---------- Records for the task

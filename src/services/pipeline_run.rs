use chrono::{DateTime, Utc};
use serde::Serialize;
use uuid::Uuid;

use crate::{
    errors::{AppError, AppResult},
    models::domain::TaskKind,
};

#[derive(Debug, Clone, Copy, PartialEq, Eq, Serialize)]
#[serde(rename_all = "lowercase")]
pub enum PipelineStage {
    Pending,
    Generating,
    Parsing,
    Validating,
    Persisting,
    Done,
    Failed,
}

impl PipelineStage {
    pub fn is_terminal(&self) -> bool {
        matches!(self, PipelineStage::Done | PipelineStage::Failed)
    }

    fn rank(&self) -> u8 {
        match self {
            PipelineStage::Pending => 0,
            PipelineStage::Generating => 1,
            PipelineStage::Parsing => 2,
            PipelineStage::Validating => 3,
            PipelineStage::Persisting => 4,
            PipelineStage::Done | PipelineStage::Failed => 5,
        }
    }
}

impl std::fmt::Display for PipelineStage {
    fn fmt(&self, f: &mut std::fmt::Formatter<'_>) -> std::fmt::Result {
        match self {
            PipelineStage::Pending => write!(f, "pending"),
            PipelineStage::Generating => write!(f, "generating"),
            PipelineStage::Parsing => write!(f, "parsing"),
            PipelineStage::Validating => write!(f, "validating"),
            PipelineStage::Persisting => write!(f, "persisting"),
            PipelineStage::Done => write!(f, "done"),
            PipelineStage::Failed => write!(f, "failed"),
        }
    }
}

/// Progress of one pipeline invocation.
///
/// Per-unit pipelines loop through generating, parsing and validating once
/// per unit, so moving back to `Generating` from a later non-terminal stage
/// is allowed. Nothing leaves a terminal stage.
#[derive(Debug, Clone, Serialize)]
pub struct PipelineRun {
    pub id: String,
    pub task_kind: TaskKind,
    pub document_id: String,
    pub stage: PipelineStage,
    pub started_at: DateTime<Utc>,
    pub finished_at: Option<DateTime<Utc>>,
    pub error: Option<String>,
}

impl PipelineRun {
    pub fn start(task_kind: TaskKind, document_id: &str) -> Self {
        let run = Self {
            id: Uuid::new_v4().to_string(),
            task_kind,
            document_id: document_id.to_string(),
            stage: PipelineStage::Pending,
            started_at: Utc::now(),
            finished_at: None,
            error: None,
        };
        log::info!("Run {} ({}) started for document {}", run.id, task_kind, document_id);
        run
    }

    pub fn advance(&mut self, next: PipelineStage) -> AppResult<()> {
        let allowed = !self.stage.is_terminal()
            && !next.is_terminal()
            && (next.rank() > self.stage.rank() || next == PipelineStage::Generating);
        if !allowed {
            return Err(AppError::InternalError(format!(
                "Run {} cannot move from {} to {}",
                self.id, self.stage, next
            )));
        }

        log::debug!("Run {} {} -> {}", self.id, self.stage, next);
        self.stage = next;
        Ok(())
    }

    pub fn finish(&mut self) -> AppResult<()> {
        if self.stage.is_terminal() {
            return Err(AppError::InternalError(format!(
                "Run {} is already {}",
                self.id, self.stage
            )));
        }

        self.stage = PipelineStage::Done;
        self.finished_at = Some(Utc::now());
        log::info!(
            "Run {} ({}) done in {}ms",
            self.id,
            self.task_kind,
            self.elapsed_ms()
        );
        Ok(())
    }

    /// Marks the run failed. A run that already finished keeps its stage.
    pub fn fail(&mut self, error: &AppError) {
        if self.stage.is_terminal() {
            return;
        }

        log::error!(
            "Run {} ({}) failed during {}: {}",
            self.id,
            self.task_kind,
            self.stage,
            error
        );
        self.stage = PipelineStage::Failed;
        self.error = Some(error.to_string());
        self.finished_at = Some(Utc::now());
    }

    pub fn elapsed_ms(&self) -> i64 {
        let end = self.finished_at.unwrap_or_else(Utc::now);
        (end - self.started_at).num_milliseconds()
    }
}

--------------------

Among the lines above, which contain the word "rank"? Copy every one.

    fn rank(&self) -> u8 {
            && (next.rank() > self.stage.rank() || next == PipelineStage::Generating);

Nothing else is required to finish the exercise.